Problem statement: Copy every line of the entries that includes the word "provider".

--- Given records ---

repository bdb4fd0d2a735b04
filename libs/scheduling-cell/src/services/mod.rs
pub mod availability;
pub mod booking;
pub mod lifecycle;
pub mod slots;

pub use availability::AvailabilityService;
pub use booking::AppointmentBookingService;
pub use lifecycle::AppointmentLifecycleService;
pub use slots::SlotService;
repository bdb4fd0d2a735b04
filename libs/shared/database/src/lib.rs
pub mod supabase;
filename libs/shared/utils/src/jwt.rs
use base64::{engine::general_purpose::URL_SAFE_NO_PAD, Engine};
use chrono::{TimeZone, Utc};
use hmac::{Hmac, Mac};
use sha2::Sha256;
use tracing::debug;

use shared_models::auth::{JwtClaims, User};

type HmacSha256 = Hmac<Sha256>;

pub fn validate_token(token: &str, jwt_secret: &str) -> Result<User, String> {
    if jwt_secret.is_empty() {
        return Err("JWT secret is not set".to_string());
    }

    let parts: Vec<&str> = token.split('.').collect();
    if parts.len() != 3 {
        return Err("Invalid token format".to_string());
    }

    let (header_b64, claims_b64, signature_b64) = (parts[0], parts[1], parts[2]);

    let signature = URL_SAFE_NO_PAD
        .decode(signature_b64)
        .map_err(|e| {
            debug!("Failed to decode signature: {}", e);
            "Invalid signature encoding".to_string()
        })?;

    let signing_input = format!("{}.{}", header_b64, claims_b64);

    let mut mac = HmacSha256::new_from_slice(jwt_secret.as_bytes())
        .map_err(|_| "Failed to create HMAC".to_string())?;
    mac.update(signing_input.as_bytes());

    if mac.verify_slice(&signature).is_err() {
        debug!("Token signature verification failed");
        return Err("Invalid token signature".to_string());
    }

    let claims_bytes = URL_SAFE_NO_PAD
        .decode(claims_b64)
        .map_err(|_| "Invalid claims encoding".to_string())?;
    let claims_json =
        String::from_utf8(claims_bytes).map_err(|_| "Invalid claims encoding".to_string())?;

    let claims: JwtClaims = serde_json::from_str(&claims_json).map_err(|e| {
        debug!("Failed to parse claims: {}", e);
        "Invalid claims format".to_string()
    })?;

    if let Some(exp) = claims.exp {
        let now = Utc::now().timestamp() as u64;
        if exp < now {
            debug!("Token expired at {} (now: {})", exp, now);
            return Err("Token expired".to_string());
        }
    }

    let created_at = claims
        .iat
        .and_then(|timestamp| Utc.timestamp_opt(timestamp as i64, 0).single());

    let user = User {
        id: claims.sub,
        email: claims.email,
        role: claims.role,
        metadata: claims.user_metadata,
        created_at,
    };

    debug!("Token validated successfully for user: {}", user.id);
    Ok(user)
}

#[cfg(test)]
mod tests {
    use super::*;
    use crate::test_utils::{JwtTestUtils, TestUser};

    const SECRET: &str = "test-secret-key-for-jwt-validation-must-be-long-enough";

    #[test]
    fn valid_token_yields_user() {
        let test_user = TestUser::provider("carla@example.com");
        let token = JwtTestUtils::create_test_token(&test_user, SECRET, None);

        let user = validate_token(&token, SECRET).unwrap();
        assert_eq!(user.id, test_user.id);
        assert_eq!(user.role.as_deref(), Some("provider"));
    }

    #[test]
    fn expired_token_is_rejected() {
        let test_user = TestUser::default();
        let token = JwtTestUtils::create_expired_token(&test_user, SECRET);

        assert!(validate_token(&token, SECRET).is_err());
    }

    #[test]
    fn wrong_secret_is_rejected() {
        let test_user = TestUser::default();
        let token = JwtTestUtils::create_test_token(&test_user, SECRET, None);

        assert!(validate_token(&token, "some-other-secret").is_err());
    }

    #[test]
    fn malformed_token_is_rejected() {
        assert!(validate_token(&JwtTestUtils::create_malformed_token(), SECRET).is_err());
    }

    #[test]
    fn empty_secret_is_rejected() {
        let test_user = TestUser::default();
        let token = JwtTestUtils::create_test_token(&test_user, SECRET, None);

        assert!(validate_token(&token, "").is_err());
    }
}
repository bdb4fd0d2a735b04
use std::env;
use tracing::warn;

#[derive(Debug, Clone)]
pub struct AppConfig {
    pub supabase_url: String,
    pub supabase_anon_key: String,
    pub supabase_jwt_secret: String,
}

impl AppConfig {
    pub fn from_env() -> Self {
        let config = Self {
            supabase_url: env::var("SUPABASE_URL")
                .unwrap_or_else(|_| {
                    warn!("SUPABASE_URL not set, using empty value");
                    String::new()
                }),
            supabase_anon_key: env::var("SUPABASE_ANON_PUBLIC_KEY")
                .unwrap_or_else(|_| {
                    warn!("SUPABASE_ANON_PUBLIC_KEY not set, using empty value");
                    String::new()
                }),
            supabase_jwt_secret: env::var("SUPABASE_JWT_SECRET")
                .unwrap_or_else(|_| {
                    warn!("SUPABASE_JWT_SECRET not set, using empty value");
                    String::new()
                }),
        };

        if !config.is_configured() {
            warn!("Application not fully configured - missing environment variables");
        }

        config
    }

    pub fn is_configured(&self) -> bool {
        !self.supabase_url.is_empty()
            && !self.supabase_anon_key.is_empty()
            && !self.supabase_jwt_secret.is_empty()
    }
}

---

Solution to the problem:
        let test_user = TestUser::provider("carla@example.com");
        assert_eq!(user.role.as_deref(), Some("provider"));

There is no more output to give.